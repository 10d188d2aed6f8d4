//! Role flags and the macro environment exposed to unit sources.
//!
//! The active role reaches a unit only through compile-time defines: one
//! switch per role (`CLOAD_ROLE_TEST=1`, every other switch `0`), the role
//! name, and one bit define per declared role option. Module identity is
//! exposed the same way so the bundled header can name the init symbol.

use std::collections::BTreeMap;

use cload_common::{Role, UnitIdentity};

/// Flags passed to every compile regardless of role.
pub const BASE_CFLAGS: &[&str] = &["-fPIC"];

/// Optimization and debug flags for a role.
pub fn role_cflags(role: Role) -> &'static [&'static str] {
    match role {
        Role::Test | Role::Debug => &["-O0", "-g"],
        Role::Optimized => &["-O3", "-g"],
        Role::Inspect => &["-O0", "-g", "-fno-omit-frame-pointer", "-fno-inline"],
        Role::Bootstrap => &["-O2"],
    }
}

/// A preprocessor define: name and optional value.
#[derive(Clone, Debug, PartialEq, Eq)]
pub struct Define {
    /// Macro name.
    pub name: String,
    /// Macro value; `None` defines the name without a value.
    pub value: Option<String>,
}

impl Define {
    fn new(name: impl Into<String>, value: impl Into<String>) -> Self {
        Self {
            name: name.into(),
            value: Some(value.into()),
        }
    }

    /// The `-D` argument for this define.
    pub fn to_arg(&self) -> String {
        match &self.value {
            Some(value) => format!("-D{}={value}", self.name),
            None => format!("-D{}", self.name),
        }
    }
}

/// Define name of a role option, e.g. `CLOAD_TEST_LEAKS`.
pub fn option_define(role: Role, option: &str) -> String {
    format!(
        "CLOAD_{}_{}",
        role.as_str().to_ascii_uppercase(),
        option.to_ascii_uppercase()
    )
}

/// Builds the defines for one unit compiled under `role`.
pub fn macro_environment(
    identity: &UnitIdentity,
    role: Role,
    role_options: &BTreeMap<Role, Vec<String>>,
) -> Vec<Define> {
    let mut defines = vec![
        Define::new("MODULE_QNAME", quoted(&identity.module_path)),
        Define::new("MODULE_BASENAME", identity.basename()),
        Define::new("INIT_FUNCTION", identity.init_symbol()),
    ];
    if let Some(package) = identity.package() {
        defines.push(Define::new("MODULE_PACKAGE", quoted(package)));
    }

    defines.push(Define::new("CLOAD_ROLE", quoted(role.as_str())));
    for candidate in Role::ALL {
        let on = if candidate == role { "1" } else { "0" };
        defines.push(Define::new(candidate.switch(), on));
    }

    let mut mask: u32 = 0;
    for (option_role, options) in role_options {
        for (bit, option) in options.iter().enumerate() {
            let value = 1u32 << bit;
            defines.push(Define::new(
                option_define(*option_role, option),
                value.to_string(),
            ));
            if *option_role == role {
                mask |= value;
            }
        }
    }
    defines.push(Define::new("CLOAD_ROLE_MASK", mask.to_string()));
    defines
}

fn quoted(s: &str) -> String {
    format!("\"{}\"", s.replace('\\', "\\\\").replace('"', "\\\""))
}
· · · ·
| What needs to be done |
Print exactly the lines above from the one with "to unit sources." to the one with "Role::Test | Role::Debug", including both.

| Answer for this exercise |
//! Role flags and the macro environment exposed to unit sources.
//!
//! The active role reaches a unit only through compile-time defines: one
//! switch per role (`CLOAD_ROLE_TEST=1`, every other switch `0`), the role
//! name, and one bit define per declared role option. Module identity is
//! exposed the same way so the bundled header can name the init symbol.

use std::collections::BTreeMap;

use cload_common::{Role, UnitIdentity};

/// Flags passed to every compile regardless of role.
pub const BASE_CFLAGS: &[&str] = &["-fPIC"];

/// Optimization and debug flags for a role.
pub fn role_cflags(role: Role) -> &'static [&'static str] {
    match role {
        Role::Test | Role::Debug => &["-O0", "-g"],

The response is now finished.